The industry had been boosted by years of low interest rates, which helped with financing to build new homes as well as aiding buyers with cheap mortgages.

But that changed when the Bank of England started a rapid series of interest rate increases in December 2021. Barratt last week said demand from first-time buyers had halved over the past year, as they are particularly vulnerable to rising borrowing costs.

While the fall in inflation was welcomed by traders, the headline rate is still almost four-times the Bank of England’s 2pc target. Sir Dave Ramsden, deputy governor at the Bank, described it as “much too high”.

As a result the Bank’s Monetary Policy Committee (MPC) is expected to raise interest rates to 5.25pc next month, rather than 5.5pc previously expected.

Traders in financial markets expect the base rate to peak at 5.75pc later this year, instead of the peak of 6.25pc forecast last week before inflation number was published by the Office for National Statistics.

In part this is because core inflation, which strips out volatile energy and food costs, fell from 7.1pc to 6.9pc, and producer price inflation, which measures input costs facing businesses, turned negative, falling 2.7pc on the year. These raise hopes that consumer price inflation is at last coming under control, after peaking at 11.1pc last October.

Sir Dave indicated the battle against inflation is not over yet.

He said: “CPI inflation has begun to fall significantly but remains much too high. The MPC has consistently stressed that monetary policy decisions will address the risk of more persistent strength in domestic wage and price settling.

“The MPC will continue to closely monitor indications of persistent inflationary pressures in the economy as a whole, including the tightness of labour market conditions and the behaviour of wage growth and services price inflation. If there is evidence of more persistent pressures, then further tightening in monetary policy would be required.”

The deputy governor added that the experience of quantitative tightening over the past year – ditching bonds which the Government bought under quantitative easing – has gone smoothly, indicating the Bank can look at “a carefully considered increase in the pace of reduction in the stock of gilts in the twelve months ahead”.

This effectively means he is considering tightening this part of monetary policy more quickly, despite expectations of smaller rises in interest rates.

The Government’s borrowing costs have fallen in line with changing expectations, with the interest rate on two-year gilts down from 5pc to 4.9pc.

Sterling fell 1.1pc against the dollar from more than $1.30 to just under $1.29, and 0.95pc against the euro, to $1.151.

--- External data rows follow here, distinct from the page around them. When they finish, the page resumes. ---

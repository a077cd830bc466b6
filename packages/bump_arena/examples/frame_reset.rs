//! Demonstrates the per-frame usage pattern: allocate freely during a frame,
//! then reset the arena and reuse the same bytes for the next frame.

use bump_arena::Arena;
use raw_alloc::RawAllocator;

fn main() {
    let mut arena = Arena::<4096>::new();

    for frame in 0..3 {
        // Simulated per-frame workload with mixed sizes and alignments.
        let header = arena.allocate(24, 8).expect("fresh frame has room");
        let payload = arena.allocate(1000, 16).expect("fresh frame has room");
        let tail = arena.allocate(3, 1).expect("fresh frame has room");

        println!(
            "frame {frame}: header {:p}, payload {:p}, tail {:p}",
            header, payload, tail
        );
        println!(
            "frame {frame}: {} of {} bytes used",
            arena.allocated_bytes(),
            arena.capacity()
        );

        // End of frame: one cursor rewind reclaims everything at once.
        arena.reset();
    }

    println!("after final reset: {} bytes used", arena.allocated_bytes());
}
use std::marker::PhantomData;
use std::num::NonZero;

use raw_alloc::{HeapAllocator, RawAllocator};

use crate::GenPool;

/// Builder of [`GenPool`] instances, from [`GenPool::builder()`].
///
/// Capacity is mandatory and must be a power of two. The allocator defaults to
/// [`HeapAllocator`] and can be swapped for anything implementing
/// [`RawAllocator`], owned or borrowed.
///
/// # Examples
///
/// ```
/// use bump_arena::Arena;
/// use gen_pool::GenPool;
/// use new_zealand::nz;
///
/// let arena = Arena::<512>::new();
///
/// let pool = GenPool::<u32>::builder()
///     .capacity(nz!(16))
///     .allocator(&arena)
///     .build();
///
/// assert_eq!(pool.capacity(), 16);
/// ```
#[derive(Debug)]
#[must_use]
pub struct GenPoolBuilder<T, A: RawAllocator = HeapAllocator> {
    capacity: Option<NonZero<usize>>,
    alloc: A,
    _marker: PhantomData<fn() -> T>,
}

impl<T> GenPoolBuilder<T, HeapAllocator> {
    pub(crate) fn new() -> Self {
        Self {
            capacity: None,
            alloc: HeapAllocator::new(),
            _marker: PhantomData,
        }
    }
}

impl<T, A: RawAllocator> GenPoolBuilder<T, A> {
    /// Sets the number of slots. Mandatory; must be a power of two.
    pub fn capacity(mut self, capacity: NonZero<usize>) -> Self {
        self.capacity = Some(capacity);
        self
    }

    /// Sets the allocator the pool's single backing block comes from.
    pub fn allocator<B: RawAllocator>(self, alloc: B) -> GenPoolBuilder<T, B> {
        GenPoolBuilder {
            capacity: self.capacity,
            alloc,
            _marker: PhantomData,
        }
    }

    /// Creates the pool, allocating its backing storage.
    ///
    /// # Panics
    ///
    /// Panics if no capacity was set, the capacity is not a power of two, `T`
    /// is zero-sized, or the allocation fails.
    #[must_use]
    pub fn build(self) -> GenPool<T, A> {
        let capacity = self
            .capacity
            .expect("the pool capacity must be set before calling build()");

        GenPool::with_capacity_in(self.alloc, capacity)
    }
}
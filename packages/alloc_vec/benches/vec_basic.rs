//! Basic benchmarks for the `alloc_vec` crate.
#![allow(
    missing_docs,
    reason = "No need for API documentation in benchmark code"
)]

use std::hint::black_box;
use std::iter;
use std::time::Instant;

use alloc_tracker::Allocator;
use alloc_vec::AllocVec;
use criterion::{Criterion, criterion_group, criterion_main};

criterion_group!(benches, entrypoint);
criterion_main!(benches);

#[global_allocator]
static ALLOCATOR: Allocator<std::alloc::System> = Allocator::system();

type TestItem = usize;
const TEST_VALUE: TestItem = 1024;

fn entrypoint(c: &mut Criterion) {
    let allocs = alloc_tracker::Session::new();

    let mut group = c.benchmark_group("vec_basic");

    let allocs_op = allocs.operation("build_empty");
    group.bench_function("build_empty", |b| {
        b.iter_custom(|iters| {
            let _span = allocs_op.measure_thread().iterations(iters);

            let start = Instant::now();

            for _ in 0..iters {
                drop(black_box(AllocVec::<TestItem>::new()));
            }

            start.elapsed()
        });
    });

    let allocs_op = allocs.operation("push_one_preallocated");
    group.bench_function("push_one_preallocated", |b| {
        b.iter_custom(|iters| {
            let mut vecs =
                iter::repeat_with(|| AllocVec::<TestItem>::builder().capacity(1).build())
                    .take(usize::try_from(iters).unwrap())
                    .collect::<Vec<_>>();

            let _span = allocs_op.measure_thread().iterations(iters);

            let start = Instant::now();

            for vec in &mut vecs {
                _ = black_box(vec.push(black_box(TEST_VALUE)));
            }

            start.elapsed()
        });
    });

    let allocs_op = allocs.operation("read_one");
    group.bench_function("read_one", |b| {
        b.iter_custom(|iters| {
            let mut vec = AllocVec::<TestItem>::new();
            vec.push(TEST_VALUE);

            let _span = allocs_op.measure_thread().iterations(iters);

            let start = Instant::now();

            for _ in 0..iters {
                _ = black_box(vec[black_box(0)]);
            }

            start.elapsed()
        });
    });

    group.finish();

    let mut group = c.benchmark_group("vec_slow");

    let allocs_op = allocs.operation("push_10k_growing");
    group.bench_function("push_10k_growing", |b| {
        b.iter_custom(|iters| {
            let mut vecs = iter::repeat_with(AllocVec::<TestItem>::new)
                .take(usize::try_from(iters).unwrap())
                .collect::<Vec<_>>();

            let _span = allocs_op.measure_thread().iterations(iters);

            let start = Instant::now();

            for vec in &mut vecs {
                for _ in 0..10_000 {
                    _ = black_box(vec.push(black_box(TEST_VALUE)));
                }
            }

            start.elapsed()
        });
    });

    let allocs_op = allocs.operation("push_10k_reserved");
    group.bench_function("push_10k_reserved", |b| {
        b.iter_custom(|iters| {
            let mut vecs = iter::repeat_with(|| {
                AllocVec::<TestItem>::builder().capacity(10_000).build()
            })
            .take(usize::try_from(iters).unwrap())
            .collect::<Vec<_>>();

            let _span = allocs_op.measure_thread().iterations(iters);

            let start = Instant::now();

            for vec in &mut vecs {
                for _ in 0..10_000 {
                    _ = black_box(vec.push(black_box(TEST_VALUE)));
                }
            }

            start.elapsed()
        });
    });

    group.finish();

    allocs.print_to_stdout();
}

Two-year swap rates in financial markets – a leading indicator for mortgage rates – fell by 0.3 percentage points on Wednesday morning, from 5.73pc to 5.42pc.

However, not all mortgages will necessarily follow this pattern immediately.

NatWest announced it is raising the interest rate on a range of home loans, with fixed-term mortgages increasing by as much as 0.4 percentage points.

The average two-year fixed residential mortgage rate rose to 6.81pc on Wednesday, up from 6.78pc the day before, according to data firm Moneyfacts.

However the main effect of the fall in markets’ rate expectations is expected to be that mortgage rates stop increasing and may ultimately start to come down sooner.

Separate data showed the number of corporate mergers and acquisitions in the first half of the year slumped by a fifth on a year earlier, as high interest rates made financing deals difficult.

The figures published by PwC showed that the 1,902 deals which took place were typically smaller than those a year ago – they totalled £42.8bn by value, down more than half from £95bn 12 months earlier.